The Nuclear Prawn Cannon

…and other stories

Today was, for the most part, a lazy day. I did no gardening, no chores, nothing of any major importance. Hell, I didn’t even step outside the house until 2:30 when I took a 2 mile walk. Speaking of that, I found out that I’ve lost me edge over these past few months of not walking regularly. It took me almost 45 minutes to walk 2 miles (on hilly terrain) and I was shagged out when I got home. I’m thinking it’s gonna take me a couple of weeks of regular walking to get back up to 5 miles an hour.
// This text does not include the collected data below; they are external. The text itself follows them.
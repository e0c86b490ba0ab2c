//! Actor identity from the auth gateway.
//!
//! Authentication happens upstream; the gateway forwards the caller's user
//! id in the `x-actor-id` header.

use axum::{extract::FromRequestParts, http::request::Parts};
use uuid::Uuid;

use crate::error::ApiError;
use estimo_shared::AppError;

/// Header carrying the authenticated user's id.
pub const ACTOR_HEADER: &str = "x-actor-id";

/// The calling user, if the gateway identified one.
///
/// Use this in handlers to stamp `created_by`/`updated_by`:
///
/// ```ignore
/// async fn handler(actor: Actor) -> impl IntoResponse {
///     let created_by = actor.user_id();
///     // ...
/// }
/// ```
#[derive(Debug, Clone, Copy, Default, PartialEq, Eq)]
pub struct Actor(pub Option<Uuid>);

impl Actor {
    /// Returns the user ID, if present.
    #[must_use]
    pub fn user_id(&self) -> Option<Uuid> {
        self.0
    }
}

impl<S> FromRequestParts<S> for Actor
where
    S: Send + Sync,
{
    type Rejection = ApiError;

    async fn from_request_parts(parts: &mut Parts, _state: &S) -> Result<Self, Self::Rejection> {
        let Some(value) = parts.headers.get(ACTOR_HEADER) else {
            return Ok(Self(None));
        };

        value
            .to_str()
            .ok()
            .and_then(|v| Uuid::parse_str(v.trim()).ok())
            .map(|id| Self(Some(id)))
            .ok_or_else(|| {
                AppError::Validation(format!("{ACTOR_HEADER} must be a UUID")).into()
            })
    }
}

#[cfg(test)]
mod tests {
    use super::*;
    use axum::http::{Request, StatusCode};

    async fn extract(header: Option<&str>) -> Result<Actor, ApiError> {
        let mut builder = Request::builder().uri("/");
        if let Some(value) = header {
            builder = builder.header(ACTOR_HEADER, value);
        }
        let (mut parts, ()) = builder.body(()).unwrap().into_parts();
        Actor::from_request_parts(&mut parts, &()).await
    }

    #[tokio::test]
    async fn test_missing_header_is_anonymous() {
        assert_eq!(extract(None).await.unwrap(), Actor(None));
    }

    #[tokio::test]
    async fn test_valid_header_is_parsed() {
        let id = Uuid::new_v4();
        let actor = extract(Some(&id.to_string())).await.unwrap();
        assert_eq!(actor.user_id(), Some(id));
    }

    #[tokio::test]
    async fn test_malformed_header_is_rejected() {
        let err = extract(Some("not-a-uuid")).await.unwrap_err();
        assert_eq!(err.status(), StatusCode::BAD_REQUEST);
    }
}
In other news, next weekend is DunDraCon. We’ll be there from early Friday afternoon until Monday morning. I hope to see and hang out with some of you there.

Tomorrow night and Tuesday night, it’s the 130th Westminster Kennel Club Dog Show. I’ll be watching it both nights and rooting for the Basset Hounds.

I’ve annotated a few of my first LJ entries. To view them, click the tag below.

And now, bedtime!

Advertisements

Woke Up Ready To Rock

Recently, the Great and Powerful Robin D. Laws had a blog entry on the subject of putting ideas for novels/short stories/etc out where the public might take them and run with them. This is based on the fact that any writer (or in my case, daydreamer) will at any given time have many more ideas than he will have time or energy to deal with them.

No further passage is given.